Analysis: What China really means when it talks about NATO’s eastward expansion
Now, as China faces pressure from the West to condemn the Russian invasion, it’s ramping up similar rhetoric to talk about America’s footprint in Asia.
In recent days, senior Chinese Foreign Ministry officials and influential Communist Party publications have accused the US of seeking to build a NATO-like bloc in the Indo-Pacific, with one official warning of “unimaginable” consequences if it does.
At a conference in Beijing on Saturday, Chinese Vice Foreign Minister Le Yucheng said the Ukraine crisis could be used as a “mirror” to view the security situation in the Asia-Pacific region.
Building “closed and exclusive small circles or groups” in the region “is as dangerous as the NATO strategy of eastward expansion in Europe,” Le said at the event at Tsinghua University, according to a version of the speech published by China’s Foreign Ministry.
“If allowed to go on unchecked, it would bring unimaginable consequences, and ultimately push the Asia-Pacific over the edge of an abyss,” he said.

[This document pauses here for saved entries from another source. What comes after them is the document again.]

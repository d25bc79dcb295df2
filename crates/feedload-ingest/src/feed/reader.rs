//! Low-level feed record framing over a live decompression stream.
//!
//! The source file is never fully materialized: an in-process streaming
//! decoder (bzip2 or gzip, picked by extension) is read incrementally
//! through a `BufReader`. The format affords no random access; the only
//! way to reach record N is to replay the stream from the start.

use std::fs::File;
use std::io::{self, BufRead, BufReader, Read};
use std::path::{Path, PathBuf};

use feedload_common::Result;
use tracing::debug;

/// Size of the archive container framing block discarded after open.
/// Exactly one filesystem block; it is framing overhead, not feed data.
const CONTAINER_BLOCK_SIZE: u64 = 512;

/// Default buffer size for the decompression stream.
const STREAM_BUFFER_SIZE: usize = 64 * 1024;

/// Presents a compressed, archive-wrapped feed file as a sequence of raw
/// record byte-strings, with forward-only positioning by record index.
pub struct FeedReader {
    path: PathBuf,
    stream: BufReader<Box<dyn Read + Send>>,
    record_delim: Vec<u8>,
    comment_char: u8,
    file_size: u64,
    latest_record_num: i64,
}

impl FeedReader {
    /// Open a feed file and position the stream at the first header line,
    /// just past the container framing block.
    ///
    /// # Arguments
    /// * `path` - Path to the feed archive (`.tbz`/`.bz2`, `.tgz`/`.gz`,
    ///   or uncompressed)
    /// * `record_delim` - Record delimiter bytes (may embed a newline)
    /// * `comment_char` - Byte that introduces a comment line
    pub fn open(path: impl AsRef<Path>, record_delim: &[u8], comment_char: u8) -> Result<Self> {
        let path = path.as_ref().to_path_buf();
        let file_size = std::fs::metadata(&path)?.len();
        let stream = Self::open_stream(&path)?;

        debug!(path = %path.display(), file_size, "Opened feed stream");

        Ok(Self {
            path,
            stream,
            record_delim: record_delim.to_vec(),
            comment_char,
            file_size,
            latest_record_num: 0,
        })
    }

    /// Compressed size of the source file on disk.
    pub fn file_size(&self) -> u64 {
        self.file_size
    }

    /// Index of the most recently read data record (1-based; 0 before
    /// the first record). Incremented by [`advance_one_record`] and by
    /// the parser after each decoded row, never by comment lines.
    ///
    /// [`advance_one_record`]: FeedReader::advance_one_record
    pub fn latest_record_num(&self) -> i64 {
        self.latest_record_num
    }

    pub(crate) fn bump_record_count(&mut self) {
        self.latest_record_num += 1;
    }

    fn open_stream(path: &Path) -> Result<BufReader<Box<dyn Read + Send>>> {
        let file = File::open(path)?;
        let ext = path
            .extension()
            .and_then(|e| e.to_str())
            .unwrap_or("")
            .to_ascii_lowercase();

        let decoder: Box<dyn Read + Send> = match ext.as_str() {
            "tbz" | "tbz2" | "bz2" => Box::new(bzip2::read::MultiBzDecoder::new(file)),
            "tgz" | "gz" => Box::new(flate2::read::MultiGzDecoder::new(file)),
            _ => Box::new(file),
        };

        let mut stream = BufReader::with_capacity(STREAM_BUFFER_SIZE, decoder);
        // Discard the container framing block unconditionally.
        io::copy(&mut stream.by_ref().take(CONTAINER_BLOCK_SIZE), &mut io::sink())?;
        Ok(stream)
    }

    /// Reset the stream to the position immediately after the container
    /// framing block, discarding all read state.
    pub fn reopen(&mut self) -> Result<()> {
        self.stream = Self::open_stream(&self.path)?;
        self.latest_record_num = 0;
        Ok(())
    }

    fn next_line(&mut self) -> Result<Option<Vec<u8>>> {
        let mut line = Vec::new();
        let n = self.stream.read_until(b'\n', &mut line)?;
        if n == 0 {
            Ok(None)
        } else {
            Ok(Some(line))
        }
    }

    /// Return the next raw record, or `None` at end of stream.
    ///
    /// A record may span multiple underlying lines; lines are
    /// concatenated until one ends with the record delimiter. End of
    /// stream with no delimiter yields the partial content as-is, and
    /// the NUL zero-fill at the end of the archive terminates the
    /// stream. Comment lines are skipped only when `skip_comments` is
    /// set and the record has not started yet; comment filtering never
    /// applies mid-record. Delimiters are left in place.
    pub fn next_raw_record(&mut self, skip_comments: bool) -> Result<Option<String>> {
        let mut record: Vec<u8> = Vec::new();
        let mut first_line = true;
        loop {
            let Some(line) = self.next_line()? else { break };
            if line[0] == 0 {
                // zero-fill padding at the end of the archive
                break;
            }
            if skip_comments && first_line && line[0] == self.comment_char {
                continue;
            }
            first_line = false;
            let at_boundary = line.ends_with(&self.record_delim);
            record.extend_from_slice(&line);
            if at_boundary {
                break;
            }
        }

        if record.is_empty() {
            Ok(None)
        } else {
            Ok(Some(String::from_utf8_lossy(&record).into_owned()))
        }
    }

    /// Scan forward exactly one record without building its content.
    ///
    /// Much cheaper than [`next_raw_record`] for bulk skip-ahead.
    /// Comment lines are always skipped and never counted. Returns
    /// `false` at end of stream (the counter is not incremented).
    ///
    /// The delimiter is matched anywhere in the line rather than as a
    /// suffix; the delimiter can embed a newline, so a line that
    /// contains it is the last line of its record.
    ///
    /// [`next_raw_record`]: FeedReader::next_raw_record
    pub fn advance_one_record(&mut self) -> Result<bool> {
        loop {
            let Some(line) = self.next_line()? else {
                return Ok(false);
            };
            if line.first() == Some(&self.comment_char) {
                continue;
            }
            if contains(&line, &self.record_delim) {
                break;
            }
        }
        self.latest_record_num += 1;
        Ok(true)
    }

    /// Reposition the stream to the start of logical record
    /// `record_num` by replaying from just past the framing block.
    ///
    /// O(n): the format affords nothing faster. `record_num <= 0` is a
    /// no-op ("already at start"). Seeking past the end leaves the
    /// stream at end-of-file.
    pub fn seek_to_record(&mut self, record_num: i64) -> Result<()> {
        if record_num <= 0 {
            return Ok(());
        }
        self.reopen()?;
        for _ in 0..record_num {
            if !self.advance_one_record()? {
                break;
            }
        }
        Ok(())
    }
}

fn contains(haystack: &[u8], needle: &[u8]) -> bool {
    !needle.is_empty()
        && haystack.len() >= needle.len()
        && haystack.windows(needle.len()).any(|w| w == needle)
}

#[cfg(test)]
mod tests {
    use super::*;
    use std::io::Write;

    const RECORD_DELIM: &[u8] = b"\x02\n";

    /// Build a raw feed payload: 512-byte container block followed by
    /// the given lines.
    fn feed_bytes(body: &[u8]) -> Vec<u8> {
        let mut data = vec![b'x'; CONTAINER_BLOCK_SIZE as usize];
        data.extend_from_slice(body);
        data
    }

    fn write_plain(body: &[u8]) -> tempfile::NamedTempFile {
        let mut file = tempfile::Builder::new().suffix(".txt").tempfile().unwrap();
        file.write_all(&feed_bytes(body)).unwrap();
        file.flush().unwrap();
        file
    }

    fn open(file: &tempfile::NamedTempFile) -> FeedReader {
        FeedReader::open(file.path(), RECORD_DELIM, b'#').unwrap()
    }

    #[test]
    fn test_skips_container_block() {
        let file = write_plain(b"first\x02\nsecond\x02\n");
        let mut reader = open(&file);
        assert_eq!(
            reader.next_raw_record(true).unwrap().as_deref(),
            Some("first\x02\n")
        );
    }

    #[test]
    fn test_record_spanning_multiple_lines() {
        let file = write_plain(b"part one\npart two\x02\nnext\x02\n");
        let mut reader = open(&file);
        assert_eq!(
            reader.next_raw_record(true).unwrap().as_deref(),
            Some("part one\npart two\x02\n")
        );
        assert_eq!(
            reader.next_raw_record(true).unwrap().as_deref(),
            Some("next\x02\n")
        );
        assert_eq!(reader.next_raw_record(true).unwrap(), None);
    }

    #[test]
    fn test_comment_skipping_only_before_record_starts() {
        let file = write_plain(b"#header\x02\ndata\x02\n");
        let mut reader = open(&file);
        // Comments skipped when requested
        assert_eq!(
            reader.next_raw_record(true).unwrap().as_deref(),
            Some("data\x02\n")
        );

        let mut reader = open(&file);
        // Comments returned when not skipping
        assert_eq!(
            reader.next_raw_record(false).unwrap().as_deref(),
            Some("#header\x02\n")
        );
    }

    #[test]
    fn test_comment_not_filtered_mid_record() {
        // Second physical line starts with '#' but belongs to the first record.
        let file = write_plain(b"start\n#still the same record\x02\n");
        let mut reader = open(&file);
        assert_eq!(
            reader.next_raw_record(true).unwrap().as_deref(),
            Some("start\n#still the same record\x02\n")
        );
    }

    #[test]
    fn test_zero_fill_terminates_stream() {
        let mut body = b"data\x02\n".to_vec();
        body.extend_from_slice(&[0u8; 1024]);
        let file = write_plain(&body);
        let mut reader = open(&file);
        assert!(reader.next_raw_record(true).unwrap().is_some());
        assert_eq!(reader.next_raw_record(true).unwrap(), None);
    }

    #[test]
    fn test_truncated_final_record_returned_as_is() {
        let file = write_plain(b"complete\x02\ntruncated without delim");
        let mut reader = open(&file);
        assert!(reader.next_raw_record(true).unwrap().is_some());
        assert_eq!(
            reader.next_raw_record(true).unwrap().as_deref(),
            Some("truncated without delim")
        );
    }

    #[test]
    fn test_advance_counts_only_record_boundaries() {
        let file = write_plain(b"#comment\x02\na\x02\nb\x02\nc\x02\n");
        let mut reader = open(&file);
        assert!(reader.advance_one_record().unwrap());
        assert!(reader.advance_one_record().unwrap());
        assert_eq!(reader.latest_record_num(), 2);
        assert_eq!(reader.next_raw_record(true).unwrap().as_deref(), Some("c\x02\n"));
        // EOF: advance returns false without incrementing
        assert!(!reader.advance_one_record().unwrap());
        assert_eq!(reader.latest_record_num(), 2);
    }

    #[test]
    fn test_seek_to_record() {
        let file = write_plain(b"#names\x02\na\x02\nb\x02\nc\x02\n");
        let mut reader = open(&file);
        // consume everything, then seek back to record 2
        while reader.next_raw_record(true).unwrap().is_some() {}
        reader.seek_to_record(2).unwrap();
        assert_eq!(reader.latest_record_num(), 2);
        assert_eq!(reader.next_raw_record(true).unwrap().as_deref(), Some("c\x02\n"));
    }

    #[test]
    fn test_seek_to_zero_is_noop() {
        let file = write_plain(b"a\x02\nb\x02\n");
        let mut reader = open(&file);
        reader.next_raw_record(true).unwrap();
        reader.seek_to_record(0).unwrap();
        // position unchanged: next record is b
        assert_eq!(reader.next_raw_record(true).unwrap().as_deref(), Some("b\x02\n"));
    }

    #[test]
    fn test_bzip2_stream() {
        use bzip2::write::BzEncoder;
        use bzip2::Compression;

        let mut file = tempfile::Builder::new().suffix(".tbz").tempfile().unwrap();
        let mut encoder = BzEncoder::new(Vec::new(), Compression::default());
        encoder.write_all(&feed_bytes(b"hello\x02\nworld\x02\n")).unwrap();
        file.write_all(&encoder.finish().unwrap()).unwrap();
        file.flush().unwrap();

        let mut reader = FeedReader::open(file.path(), RECORD_DELIM, b'#').unwrap();
        assert_eq!(reader.next_raw_record(true).unwrap().as_deref(), Some("hello\x02\n"));
        assert_eq!(reader.next_raw_record(true).unwrap().as_deref(), Some("world\x02\n"));
        assert_eq!(reader.next_raw_record(true).unwrap(), None);
    }

    #[test]
    fn test_gzip_stream() {
        use flate2::write::GzEncoder;
        use flate2::Compression;

        let mut file = tempfile::Builder::new().suffix(".tgz").tempfile().unwrap();
        let mut encoder = GzEncoder::new(Vec::new(), Compression::default());
        encoder.write_all(&feed_bytes(b"hello\x02\n")).unwrap();
        file.write_all(&encoder.finish().unwrap()).unwrap();
        file.flush().unwrap();

        let mut reader = FeedReader::open(file.path(), RECORD_DELIM, b'#').unwrap();
        assert_eq!(reader.next_raw_record(true).unwrap().as_deref(), Some("hello\x02\n"));
    }
}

However, China’s bid to draw parallels between the US strategy in the Indo-Pacific and NATO’s “eastward expansion” in Europe closely echoes talking points from Moscow, raising serious doubts as to Beijing’s supposed neutrality.
China ‘takes advantage’ of crisis
Washington’s emphasis on the Indo-Pacific has come as China pushes a more aggressive foreign policy, doubling down on its territorial claims, while taking a harder line in response to perceived challenges.
“It’s no surprise that China would take advantage of the Ukraine crisis to lash out at the Indo-Pacific strategy,” said Li Mingjiang, an associate professor and Provost’s Chair in international relations at S. Rajaratnam School of International Studies (RSIS) at Singapore’s Nanyang Technological University.
“The intention is clear — China wants to send this message to the US and countries in the region that the Indo-Pacific strategy and American security alliances could also generate some similar security dynamics (to those) seen in Europe, involving Russia,” Li said.
That message is also being sent ahead of an “extraordinary” NATO summit on Thursday, where US President Joe Biden will meet allied leaders in Brussels to discuss the situation in Ukraine — in another showing of the striking solidarity of the bloc since the start of the crisis.
A message to America
Vice Foreign Minister Le’s warnings about the US presence in the Indo-Pacific were echoed Monday by the Chinese Ambassador to ASEAN at a news conference in Jakarta.
There, Ambassador Deng Xijun accused the US of “creating a set of ‘gang rules’ while claiming to uphold the international order” and taking the region “down an evil path,” according to Chinese state-run media The Paper.
A similar tone was adopted in an opinion piece in China’s People’s Liberation Army Daily, republished last weekend on the website of the influential Communist Party journal Qiushi, which took aim at the Indo-Pacific strategy and said the US creation of blocs was an “important reason for the continuing souring and escalation of the Ukraine issue.”
This is not the first time that China has sought to draw parallels between the US strategy in the Indo-Pacific and NATO in recent years, and the concerns get at the heart of a key stance that has drawn Russia and China closer together: their mutual distrust of the US.
But experts point out there are vast differences between NATO, a security alliance, and the US strategy in Indo-Pacific, which is not just about security, but includes a range of policies. The US, with its own long Pacific Ocean border and island state of Hawaii, also has territories in the Indo-Pacific, including Guam.
The Chinese stance, meanwhile, ignores the fact US security partnerships have come in response to China’s own rapid military modernization, according to Drew Thompson, a senior research fellow at the Lee Kuan Yew School of Public Policy at the National University of Singapore.
The US is “increasingly drawn into deeper and stronger security alliances because of (China’s military) modernization” and Beijing’s “lack of openness and transparency” toward its neighbors about its intentions, Thompson said.
But China’s leaders “don’t see a connection between other countries in the region hedging against China’s military modernization” through relationships with the US, he added.
The question of Taiwan
Another issue much closer to home may also explain why China is keen to call up its concerns over the US in the Asia-Pacific region amid the Ukraine crisis — Taiwan.
“Some people in the US have sent a wrong signal to ‘Taiwan independence’ forces. This is very dangerous. Mishandling of the Taiwan question will have a disruptive impact on the bilateral ties,” Xi told Biden, according to a Foreign Ministry readout.
This connects too with China’s larger concerns in the Indo-Pacific, said RSIS’s Li.
“If there’s a conflict over the Taiwan issue, a worst case scenario (for China) would be that China would not only have to fight a war against Taiwan, against the US, (but that) perhaps some US allies would be involved against China,” he said.